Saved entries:
━━━━━━

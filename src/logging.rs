use std::{
    fs::{self, OpenOptions},
    io,
    path::PathBuf,
    sync::Mutex,
};

use tracing_subscriber::EnvFilter;

use crate::app::CRATE_NAME;

/// Filter directive, e.g. `QSSH_LOG=debug`. Unset disables logging.
pub const LOG_ENV: &str = "QSSH_LOG";
const LOG_FILE: &str = "qssh.log";

pub fn log_path() -> Option<PathBuf> {
    dirs::cache_dir().map(|dir| dir.join(CRATE_NAME).join(LOG_FILE))
}

/// Sends `tracing` events to the log file. The terminal belongs to the picker,
/// so nothing is ever written to stdout or stderr.
pub fn init() -> anyhow::Result<Option<PathBuf>> {
    if std::env::var_os(LOG_ENV).is_none() {
        return Ok(None);
    }
    let filter = EnvFilter::try_from_env(LOG_ENV)?;

    let path = log_path()
        .ok_or_else(|| io::Error::new(io::ErrorKind::NotFound, "no cache directory"))?;
    if let Some(parent) = path.parent() {
        fs::create_dir_all(parent)?;
    }
    let file = OpenOptions::new().create(true).append(true).open(&path)?;

    tracing_subscriber::fmt()
        .with_env_filter(filter)
        .with_writer(Mutex::new(file))
        .with_ansi(false)
        .try_init()
        .map_err(|err| anyhow::anyhow!(err))?;

    Ok(Some(path))
}
use std::{
    io::{self, stdout, Stdout, Write},
    ops::{Deref, DerefMut},
};

use crossterm::{
    cursor::{Hide, Show},
    execute,
    terminal::{disable_raw_mode, enable_raw_mode, EnterAlternateScreen, LeaveAlternateScreen},
};

use ratatui::{self, backend::CrosstermBackend};
use tracing::warn;

use crate::error::{Error, Result};

type TerminalBackend<W> = ratatui::Terminal<CrosstermBackend<W>>;

/// Owns the screen while the picker runs. Dropping it gives the terminal back.
pub struct Terminal<W: Write> {
    inner: TerminalBackend<W>,
}

impl Terminal<Stdout> {
    pub fn new() -> Result<Self> {
        enable_raw_mode().map_err(Error::Ui)?;
        // raw mode is already on, so undo it if the rest of the setup fails
        Self::enter().map_err(|err| {
            let _ = restore_terminal();
            Error::Ui(err)
        })
    }

    fn enter() -> io::Result<Self> {
        let mut stdout = stdout();
        execute!(stdout, EnterAlternateScreen, Hide)?;

        let backend = CrosstermBackend::new(stdout);
        let terminal = ratatui::Terminal::new(backend)?;

        Ok(Self { inner: terminal })
    }
}

impl<W: Write> Deref for Terminal<W> {
    type Target = TerminalBackend<W>;

    fn deref(&self) -> &Self::Target {
        &self.inner
    }
}

impl<W: Write> DerefMut for Terminal<W> {
    fn deref_mut(&mut self) -> &mut Self::Target {
        &mut self.inner
    }
}

impl<W: Write> Drop for Terminal<W> {
    fn drop(&mut self) {
        if let Err(err) = restore_terminal() {
            warn!(error = %err, "failed to restore terminal");
        }
    }
}

fn restore_terminal() -> io::Result<()> {
    let screen = execute!(stdout(), LeaveAlternateScreen, Show);
    let raw = disable_raw_mode();
    screen.and(raw)
}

━━━━━━

» EXERCISE REQUIREMENTS:
Filter the records for lines containing the word "anyhow" and copy each one.

» ANSWER TO THIS TASK:
pub fn init() -> anyhow::Result<Option<PathBuf>> {
        .map_err(|err| anyhow::anyhow!(err))?;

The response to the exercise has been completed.